**Exercise brief:** Only the lines from the first line of the records through the line containing "pub type Grid = [Color; 9];" belong in the answer. Copy them exactly.

**Data provided:**
//! The cube's sticker data model.

use itertools::Itertools;

/// One of the six sticker colors. The engine only ever compares colors for
/// identity.
#[derive(Clone, Copy, PartialEq, Eq, Hash, Debug)]
pub enum Color {
    White,
    Yellow,
    Red,
    Orange,
    Green,
    Blue,
}

/// One of the six faces of the cube. The discriminant doubles as the face's
/// index into the state array.
#[derive(Clone, Copy, PartialEq, Eq, Hash, Debug)]
pub enum Face {
    Front,
    Back,
    Right,
    Left,
    Up,
    Down,
}

impl Face {
    pub const ALL: [Face; 6] = [
        Face::Front,
        Face::Back,
        Face::Right,
        Face::Left,
        Face::Up,
        Face::Down,
    ];

    /// The color this face shows in the solved state.
    #[must_use]
    pub fn home_color(self) -> Color {
        match self {
            Face::Front => Color::Red,
            Face::Back => Color::Orange,
            Face::Right => Color::Blue,
            Face::Left => Color::Green,
            Face::Up => Color::White,
            Face::Down => Color::Yellow,
        }
    }

    /// The face on the other side of the cube, the one face a turn never
    /// borders.
    #[must_use]
    pub fn opposite(self) -> Face {
        match self {
            Face::Front => Face::Back,
            Face::Back => Face::Front,
            Face::Right => Face::Left,
            Face::Left => Face::Right,
            Face::Up => Face::Down,
            Face::Down => Face::Up,
        }
    }
}

/// The nine stickers of one face in row-major order: 0, 1, 2 across the top
/// row, 3, 4, 5 across the middle, 6, 7, 8 across the bottom, read in the
/// face's fixed orientation. Index 4 is the center.
pub type Grid = [Color; 9];

/// The full sticker configuration of the cube, one grid per face.
///
/// Moves permute stickers and never create, destroy, or recolor one, so every
/// reachable state holds exactly nine stickers of each color.
#[derive(Clone, PartialEq, Eq, Debug)]
pub struct CubeState {
    faces: [Grid; 6],
}

impl CubeState {
    /// The solved configuration: every face uniformly its home color.
    #[must_use]
    pub fn initial() -> CubeState {
        CubeState {
            faces: Face::ALL.map(|face| [face.home_color(); 9]),
        }
    }

    /// The sticker grid of `face`.
    #[must_use]
    pub fn get(&self, face: Face) -> &Grid {
        &self.faces[face as usize]
    }

    /// Overwrite the grid of `face`. Only the move engine writes faces, and
    /// only with whole grids computed from a pre-move snapshot.
    pub(crate) fn replace(&mut self, face: Face, grid: Grid) {
        self.faces[face as usize] = grid;
    }

    /// Whether every face is uniformly one color.
    #[must_use]
    pub fn is_solved(&self) -> bool {
        self.faces.iter().all(|grid| grid.iter().all_equal())
    }

    /// How many stickers of each color are on the cube, indexed by the order
    /// of `Color`'s variants. `[9; 6]` for every reachable state.
    #[must_use]
    pub fn color_counts(&self) -> [usize; 6] {
        let mut counts = [0; 6];
        for grid in &self.faces {
            for color in grid {
                counts[*color as usize] += 1;
            }
        }
        counts
    }

    /// Restore the solved configuration, discarding the current state.
    pub fn reset(&mut self) {
        *self = CubeState::initial();
    }
}

#[cfg(test)]
mod tests {
    use super::*;

    #[test]
    fn initial_cube_is_solved() {
        let cube = CubeState::initial();
        assert!(cube.is_solved());
        assert_eq!(cube.color_counts(), [9; 6]);
        for face in Face::ALL {
            assert!(cube.get(face).iter().all(|&color| color == face.home_color()));
        }
    }

    #[test]
    fn opposite_faces_pair_up() {
        for face in Face::ALL {
            assert_ne!(face.opposite(), face);
            assert_eq!(face.opposite().opposite(), face);
        }
        assert_eq!(Face::Front.opposite(), Face::Back);
        assert_eq!(Face::Right.opposite(), Face::Left);
        assert_eq!(Face::Up.opposite(), Face::Down);
    }

    #[test]
    fn home_colors_are_distinct() {
        let mut solved = CubeState::initial();
        assert_eq!(solved.color_counts(), [9; 6]);
        solved.reset();
        assert_eq!(solved, CubeState::initial());
    }
}
//! Textual face-turn notation: `F` turns the front face clockwise, `F'`
//! counter-clockwise.

use std::fmt;
use std::str::FromStr;

use thiserror::Error;

use crate::moves::Move;

/// A move token or sequence that could not be parsed.
#[derive(Debug, Error, Clone, PartialEq, Eq)]
pub enum ParseAlgError {
    #[error("unrecognized move `{0}`")]
    UnrecognizedMove(String),
}

impl fmt::Display for Move {
    fn fmt(&self, f: &mut fmt::Formatter<'_>) -> fmt::Result {
        f.write_str(match self {
            Move::F => "F",
            Move::FPrime => "F'",
            Move::B => "B",
            Move::BPrime => "B'",
            Move::R => "R",
            Move::RPrime => "R'",
            Move::L => "L",
            Move::LPrime => "L'",
            Move::U => "U",
            Move::UPrime => "U'",
            Move::D => "D",
            Move::DPrime => "D'",
        })
    }
}

impl FromStr for Move {
    type Err = ParseAlgError;

    fn from_str(s: &str) -> Result<Move, ParseAlgError> {
        match s {
            "F" => Ok(Move::F),
            "F'" => Ok(Move::FPrime),
            "B" => Ok(Move::B),
            "B'" => Ok(Move::BPrime),
            "R" => Ok(Move::R),
            "R'" => Ok(Move::RPrime),
            "L" => Ok(Move::L),
            "L'" => Ok(Move::LPrime),
            "U" => Ok(Move::U),
            "U'" => Ok(Move::UPrime),
            "D" => Ok(Move::D),
            "D'" => Ok(Move::DPrime),
            _ => Err(ParseAlgError::UnrecognizedMove(s.to_owned())),
        }
    }
}

/// Parse a whitespace-separated move sequence.
///
/// A `2` suffix doubles the quarter turn before it: `F2` yields `F F`. The
/// engine itself has no half-turn operator.
///
/// # Errors
///
/// Returns `ParseAlgError::UnrecognizedMove` for any token outside the
/// notation.
pub fn parse_alg(alg: &str) -> Result<Vec<Move>, ParseAlgError> {
    let mut moves = Vec::new();
    for token in alg.split_whitespace() {
        if let Some(base) = token.strip_suffix('2') {
            let mv = base
                .parse::<Move>()
                .map_err(|_| ParseAlgError::UnrecognizedMove(token.to_owned()))?;
            moves.extend([mv, mv]);
        } else {
            moves.push(token.parse()?);
        }
    }
    Ok(moves)
}

#[cfg(test)]
mod tests {
    use super::*;

    #[test]
    fn every_move_round_trips_through_its_name() {
        for mv in Move::ALL {
            assert_eq!(mv.to_string().parse(), Ok(mv));
        }
    }

    #[test]
    fn sequences_split_on_whitespace_and_expand_doubles() {
        assert_eq!(
            parse_alg("R U2  R'\tU'"),
            Ok(vec![
                Move::R,
                Move::U,
                Move::U,
                Move::RPrime,
                Move::UPrime
            ])
        );
        assert_eq!(parse_alg(""), Ok(vec![]));
    }

    #[test]
    fn junk_tokens_are_rejected() {
        assert_eq!(
            parse_alg("R X"),
            Err(ParseAlgError::UnrecognizedMove("X".to_owned()))
        );
        assert_eq!(
            parse_alg("R2'"),
            Err(ParseAlgError::UnrecognizedMove("R2'".to_owned()))
        );
    }
}
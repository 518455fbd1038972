//! Scramble orchestration: a scramble is nothing more than a run of
//! independent single-move applications.

use fastrand::Rng;
use itertools::Itertools;

use crate::moves::Move;
use crate::state::CubeState;

/// How many random moves a scramble applies unless told otherwise.
pub const DEFAULT_SCRAMBLE_MOVES: usize = 20;

/// Apply `move_count` moves drawn uniformly, with replacement, from the full
/// move set. Returns the scrambled state and the sequence that produced it.
///
/// Draws are independent: repeats and immediate self-inverses are allowed. A
/// seeded `rng` reproduces the same sequence and the same final state.
#[must_use]
pub fn scramble(state: &CubeState, move_count: usize, rng: &mut Rng) -> (CubeState, Vec<Move>) {
    let mut scrambled = state.clone();
    let mut sequence = Vec::with_capacity(move_count);
    for _ in 0..move_count {
        let mv = rng.choice(Move::ALL).unwrap();
        scrambled = scrambled.apply(mv);
        sequence.push(mv);
    }
    log::debug!("scrambled with {}", sequence.iter().join(" "));
    (scrambled, sequence)
}

#[cfg(test)]
mod tests {
    use super::*;

    #[test]
    fn scramble_applies_the_requested_move_count() {
        let mut rng = Rng::with_seed(99);
        let (state, sequence) = scramble(&CubeState::initial(), DEFAULT_SCRAMBLE_MOVES, &mut rng);
        assert_eq!(sequence.len(), DEFAULT_SCRAMBLE_MOVES);
        assert_eq!(state, CubeState::initial().apply_all(&sequence));
    }

    #[test]
    fn zero_moves_is_a_no_op() {
        let mut rng = Rng::with_seed(99);
        let (state, sequence) = scramble(&CubeState::initial(), 0, &mut rng);
        assert!(sequence.is_empty());
        assert!(state.is_solved());
    }
}
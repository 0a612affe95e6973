//! Shared tui-realm test harness primitives.
//!
//! This module keeps UI tests independent from a real TTY by using an in-memory
//! terminal backend and a queue-driven event port for `Application::tick()`.

use std::collections::VecDeque;
use std::sync::{Arc, Mutex};
use std::time::Duration;

use crossterm::event::{KeyCode, KeyEvent, KeyModifiers, MediaKeyCode, MouseEvent, MouseEventKind};
use tuirealm::command::{Cmd, CmdResult};
use tuirealm::listener::{EventListenerCfg, ListenerResult, Poll};
use tuirealm::ratatui::backend::TestBackend;
use tuirealm::ratatui::buffer::Buffer;
use tuirealm::ratatui::widgets::Paragraph;
use tuirealm::{
    Application, AttrValue, Attribute, Component, Event, Frame, MockComponent, NoUserEvent,
    PollStrategy, Props, State, StateValue,
    event::{Key as RealmKey, KeyEvent as RealmKeyEvent, KeyModifiers as RealmKeyModifiers},
};

/// In-memory terminal that captures rendered content without opening a real TTY.
pub struct MockTerminal {
    terminal: tuirealm::ratatui::Terminal<TestBackend>,
}

impl MockTerminal {
    pub fn new(width: u16, height: u16) -> Self {
        let backend = TestBackend::new(width, height);
        let terminal = tuirealm::ratatui::Terminal::new(backend)
            .expect("mock terminal should initialize with TestBackend");
        Self { terminal }
    }

    pub fn draw<F>(&mut self, draw_fn: F)
    where
        F: FnOnce(&mut Frame<'_>),
    {
        self.terminal
            .draw(draw_fn)
            .expect("mock terminal draw should succeed");
    }

    pub fn buffer_as_string(&self) -> String {
        buffer_to_string(self.terminal.backend().buffer())
    }
}

/// Asserts that the terminal buffer contains `needle`.
pub fn assert_buffer_contains(terminal: &MockTerminal, needle: &str) {
    let rendered = terminal.buffer_as_string();
    assert!(
        rendered.contains(needle),
        "expected buffer to contain {needle:?}, got:\n{rendered}"
    );
}

/// Events accepted by the queue-driven test event source.
#[derive(Debug, Clone, PartialEq)]
pub enum InjectedEvent {
    Key(KeyEvent),
    Mouse(MouseEvent),
    Tick,
}

/// Queue-backed `Poll` implementation that can be fed by tests.
#[derive(Clone, Default)]
pub struct EventDriver {
    queue: Arc<Mutex<VecDeque<Event<NoUserEvent>>>>,
    history: Arc<Mutex<Vec<InjectedEvent>>>,
}

impl EventDriver {
    /// Builds an application listener config backed by this driver.
    pub fn listener_cfg(&self) -> EventListenerCfg<NoUserEvent> {
        EventListenerCfg::default()
            .poll_timeout(Duration::from_millis(5))
            .add_port(Box::new(self.clone()), Duration::from_millis(1), 1)
    }

    pub fn send_key_event(&self, key: KeyEvent) {
        self.record(InjectedEvent::Key(key));
        self.push(Event::Keyboard(RealmKeyEvent::new(
            map_key_code(key.code),
            map_key_modifiers(key.modifiers),
        )));
    }

    pub fn send_mouse_event(&self, mouse: MouseEvent) {
        self.record(InjectedEvent::Mouse(mouse));
        // tui-realm 1.9 maps crossterm mouse input to Event::None.
        self.push(Event::None);
    }

    pub fn send_tick(&self) {
        self.record(InjectedEvent::Tick);
        self.push(Event::Tick);
    }

    pub fn history(&self) -> Vec<InjectedEvent> {
        self.history
            .lock()
            .expect("event history lock should not be poisoned")
            .clone()
    }

    fn push(&self, event: Event<NoUserEvent>) {
        self.queue
            .lock()
            .expect("event queue lock should not be poisoned")
            .push_back(event);
    }

    fn record(&self, event: InjectedEvent) {
        self.history
            .lock()
            .expect("event history lock should not be poisoned")
            .push(event);
    }
}

impl Poll<NoUserEvent> for EventDriver {
    fn poll(&mut self) -> ListenerResult<Option<Event<NoUserEvent>>> {
        Ok(self
            .queue
            .lock()
            .expect("event queue lock should not be poisoned")
            .pop_front())
    }
}

/// Convenience helper for injecting plain key presses with no modifiers.
pub fn send_keys(driver: &EventDriver, keys: &[KeyCode]) {
    for key in keys {
        driver.send_key_event(KeyEvent::new(*key, KeyModifiers::NONE));
    }
}

fn buffer_to_string(buffer: &Buffer) -> String {
    let mut output = String::new();
    for y in 0..buffer.area.height {
        for x in 0..buffer.area.width {
            output.push_str(buffer.get(x, y).symbol());
        }
        if y + 1 < buffer.area.height {
            output.push('\n');
        }
    }
    output
}

fn map_key_code(code: KeyCode) -> RealmKey {
    match code {
        KeyCode::Backspace => RealmKey::Backspace,
        KeyCode::Enter => RealmKey::Enter,
        KeyCode::Left => RealmKey::Left,
        KeyCode::Right => RealmKey::Right,
        KeyCode::Up => RealmKey::Up,
        KeyCode::Down => RealmKey::Down,
        KeyCode::Home => RealmKey::Home,
        KeyCode::End => RealmKey::End,
        KeyCode::PageUp => RealmKey::PageUp,
        KeyCode::PageDown => RealmKey::PageDown,
        KeyCode::Tab => RealmKey::Tab,
        KeyCode::BackTab => RealmKey::BackTab,
        KeyCode::Delete => RealmKey::Delete,
        KeyCode::Insert => RealmKey::Insert,
        KeyCode::F(index) => RealmKey::Function(index),
        KeyCode::Char(ch) => RealmKey::Char(ch),
        KeyCode::Null => RealmKey::Null,
        KeyCode::Esc => RealmKey::Esc,
        KeyCode::CapsLock => RealmKey::CapsLock,
        KeyCode::ScrollLock => RealmKey::ScrollLock,
        KeyCode::NumLock => RealmKey::NumLock,
        KeyCode::PrintScreen => RealmKey::PrintScreen,
        KeyCode::Pause => RealmKey::Pause,
        KeyCode::Menu => RealmKey::Menu,
        KeyCode::KeypadBegin => RealmKey::KeypadBegin,
        KeyCode::Media(media) => RealmKey::Media(map_media_key_code(media)),
        KeyCode::Modifier(_) => RealmKey::Null,
    }
}

fn map_media_key_code(media: MediaKeyCode) -> tuirealm::event::MediaKeyCode {
    match media {
        MediaKeyCode::Play => tuirealm::event::MediaKeyCode::Play,
        MediaKeyCode::Pause => tuirealm::event::MediaKeyCode::Pause,
        MediaKeyCode::PlayPause => tuirealm::event::MediaKeyCode::PlayPause,
        MediaKeyCode::Reverse => tuirealm::event::MediaKeyCode::Reverse,
        MediaKeyCode::Stop => tuirealm::event::MediaKeyCode::Stop,
        MediaKeyCode::FastForward => tuirealm::event::MediaKeyCode::FastForward,
        MediaKeyCode::Rewind => tuirealm::event::MediaKeyCode::Rewind,
        MediaKeyCode::TrackNext => tuirealm::event::MediaKeyCode::TrackNext,
        MediaKeyCode::TrackPrevious => tuirealm::event::MediaKeyCode::TrackPrevious,
        MediaKeyCode::Record => tuirealm::event::MediaKeyCode::Record,
        MediaKeyCode::LowerVolume => tuirealm::event::MediaKeyCode::LowerVolume,
        MediaKeyCode::RaiseVolume => tuirealm::event::MediaKeyCode::RaiseVolume,
        MediaKeyCode::MuteVolume => tuirealm::event::MediaKeyCode::MuteVolume,
    }
}

fn map_key_modifiers(modifiers: KeyModifiers) -> RealmKeyModifiers {
    let mut mapped = RealmKeyModifiers::NONE;
    if modifiers.contains(KeyModifiers::SHIFT) {
        mapped.insert(RealmKeyModifiers::SHIFT);
    }
    if modifiers.contains(KeyModifiers::CONTROL) {
        mapped.insert(RealmKeyModifiers::CONTROL);
    }
    if modifiers.contains(KeyModifiers::ALT) {
        mapped.insert(RealmKeyModifiers::ALT);
    }
    mapped
}

#[derive(Debug, Clone, Eq, PartialEq, Hash)]
pub enum HarnessComponentId {
    Example,
}

#[derive(Debug, Clone, PartialEq)]
pub enum HarnessMsg {
    Submitted(u16),
    Ticked,
}

pub struct ExampleComponent {
    props: Props,
    label: String,
    submits: u16,
}

impl Default for ExampleComponent {
    fn default() -> Self {
        Self {
            props: Props::default(),
            label: "harness-ready".to_string(),
            submits: 0,
        }
    }
}

impl MockComponent for ExampleComponent {
    fn view(&mut self, frame: &mut Frame, area: tuirealm::ratatui::layout::Rect) {
        let text = format!("{} | submits: {}", self.label, self.submits);
        frame.render_widget(Paragraph::new(text), area);
    }

    fn query(&self, attr: Attribute) -> Option<AttrValue> {
        self.props.get(attr)
    }

    fn attr(&mut self, attr: Attribute, value: AttrValue) {
        self.props.set(attr, value);
    }

    fn state(&self) -> State {
        State::One(StateValue::U16(self.submits))
    }

    fn perform(&mut self, _cmd: Cmd) -> CmdResult {
        CmdResult::None
    }
}

impl Component<HarnessMsg, NoUserEvent> for ExampleComponent {
    fn on(&mut self, ev: Event<NoUserEvent>) -> Option<HarnessMsg> {
        match ev {
            Event::Keyboard(RealmKeyEvent {
                code: RealmKey::Enter,
                ..
            }) => {
                self.submits += 1;
                Some(HarnessMsg::Submitted(self.submits))
            }
            Event::Tick => Some(HarnessMsg::Ticked),
            _ => None,
        }
    }
}

#[test]
fn example_test() {
    let driver = EventDriver::default();
    let mut app: Application<HarnessComponentId, HarnessMsg, NoUserEvent> =
        Application::init(driver.listener_cfg());

    let mut component = ExampleComponent::default();
    component.label = "harness-ready".to_string();
    app.mount(HarnessComponentId::Example, Box::new(component), vec![])
        .expect("component should mount");
    app.active(&HarnessComponentId::Example)
        .expect("component should receive focus");

    let mut terminal = MockTerminal::new(40, 3);
    terminal.draw(|frame| {
        app.view(&HarnessComponentId::Example, frame, frame.area());
    });
    assert_buffer_contains(&terminal, "harness-ready");

    send_keys(&driver, &[KeyCode::Enter]);
    driver.send_mouse_event(MouseEvent {
        kind: MouseEventKind::Moved,
        column: 2,
        row: 1,
        modifiers: KeyModifiers::NONE,
    });
    driver.send_tick();

    let messages = app
        .tick(PollStrategy::UpTo(8))
        .expect("event tick should succeed");
    assert!(messages.contains(&HarnessMsg::Submitted(1)));
    assert!(messages.contains(&HarnessMsg::Ticked));

    terminal.draw(|frame| {
        app.view(&HarnessComponentId::Example, frame, frame.area());
    });
    assert_buffer_contains(&terminal, "submits: 1");

    let history = driver.history();
    assert!(
        history
            .iter()
            .any(|event| matches!(event, InjectedEvent::Mouse(_))),
        "mouse events should be recorded in driver history"
    );
}
use std::fs;
use std::path::{Path, PathBuf};

use chrono::Local;
use tracing_subscriber::{EnvFilter, fmt, layer::SubscriberExt, util::SubscriberInitExt};

const LOG_LEVEL_ENV: &str = "TEAMBOARD_LOG_LEVEL";

/// Initialize file logging. An explicit level (from the CLI flag) wins
/// over the environment variable.
pub fn init_logging(level_override: Option<&str>) -> Result<PathBuf, Box<dyn std::error::Error>> {
    let log_dir = get_log_directory()?;
    fs::create_dir_all(&log_dir)?;

    let log_file_path = get_log_file_path(&log_dir);

    let file = fs::File::create(&log_file_path)?;
    let (non_blocking, guard) = tracing_appender::non_blocking(file);

    std::mem::forget(guard);

    let env_filter = build_log_filter(level_override);

    let file_layer = fmt::layer()
        .with_writer(non_blocking)
        .with_ansi(false)
        .with_target(true)
        .with_thread_ids(true)
        .with_file(true)
        .with_line_number(true);

    tracing_subscriber::registry()
        .with(env_filter)
        .with(file_layer)
        .init();

    tracing::info!("Logging initialized. Log file: {}", log_file_path.display());

    Ok(log_file_path)
}

fn build_log_filter(level_override: Option<&str>) -> EnvFilter {
    let default_level = "warn";
    let level = level_override
        .and_then(normalize_log_level)
        .or_else(|| {
            std::env::var(LOG_LEVEL_ENV)
                .ok()
                .and_then(|raw| normalize_log_level(raw.as_str()))
        })
        .unwrap_or(default_level);
    EnvFilter::new(format!("{level},teamboard={level}"))
}

fn normalize_log_level(raw: &str) -> Option<&'static str> {
    match raw.trim().to_ascii_lowercase().as_str() {
        "trace" => Some("trace"),
        "debug" => Some("debug"),
        "info" => Some("info"),
        "warn" | "warning" => Some("warn"),
        "error" => Some("error"),
        _ => None,
    }
}

pub fn get_log_directory() -> Result<PathBuf, Box<dyn std::error::Error>> {
    let data_dir = dirs::data_local_dir().ok_or("Failed to determine local data directory")?;
    Ok(data_dir.join("teamboard").join("logs"))
}

pub fn get_log_file_path(log_dir: &Path) -> PathBuf {
    let timestamp = Local::now().format("%Y-%m-%d_%H-%M-%S").to_string();
    log_dir.join(format!("teamboard-{}.log", timestamp))
}

pub fn print_log_location(log_path: &Path) {
    println!();
    println!("Log file: {}", log_path.display());
    println!();
}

**Output below:**
//! The cube's sticker data model.

use itertools::Itertools;

/// One of the six sticker colors. The engine only ever compares colors for
/// identity.
#[derive(Clone, Copy, PartialEq, Eq, Hash, Debug)]
pub enum Color {
    White,
    Yellow,
    Red,
    Orange,
    Green,
    Blue,
}

/// One of the six faces of the cube. The discriminant doubles as the face's
/// index into the state array.
#[derive(Clone, Copy, PartialEq, Eq, Hash, Debug)]
pub enum Face {
    Front,
    Back,
    Right,
    Left,
    Up,
    Down,
}

impl Face {
    pub const ALL: [Face; 6] = [
        Face::Front,
        Face::Back,
        Face::Right,
        Face::Left,
        Face::Up,
        Face::Down,
    ];

    /// The color this face shows in the solved state.
    #[must_use]
    pub fn home_color(self) -> Color {
        match self {
            Face::Front => Color::Red,
            Face::Back => Color::Orange,
            Face::Right => Color::Blue,
            Face::Left => Color::Green,
            Face::Up => Color::White,
            Face::Down => Color::Yellow,
        }
    }

    /// The face on the other side of the cube, the one face a turn never
    /// borders.
    #[must_use]
    pub fn opposite(self) -> Face {
        match self {
            Face::Front => Face::Back,
            Face::Back => Face::Front,
            Face::Right => Face::Left,
            Face::Left => Face::Right,
            Face::Up => Face::Down,
            Face::Down => Face::Up,
        }
    }
}

/// The nine stickers of one face in row-major order: 0, 1, 2 across the top
/// row, 3, 4, 5 across the middle, 6, 7, 8 across the bottom, read in the
/// face's fixed orientation. Index 4 is the center.
pub type Grid = [Color; 9];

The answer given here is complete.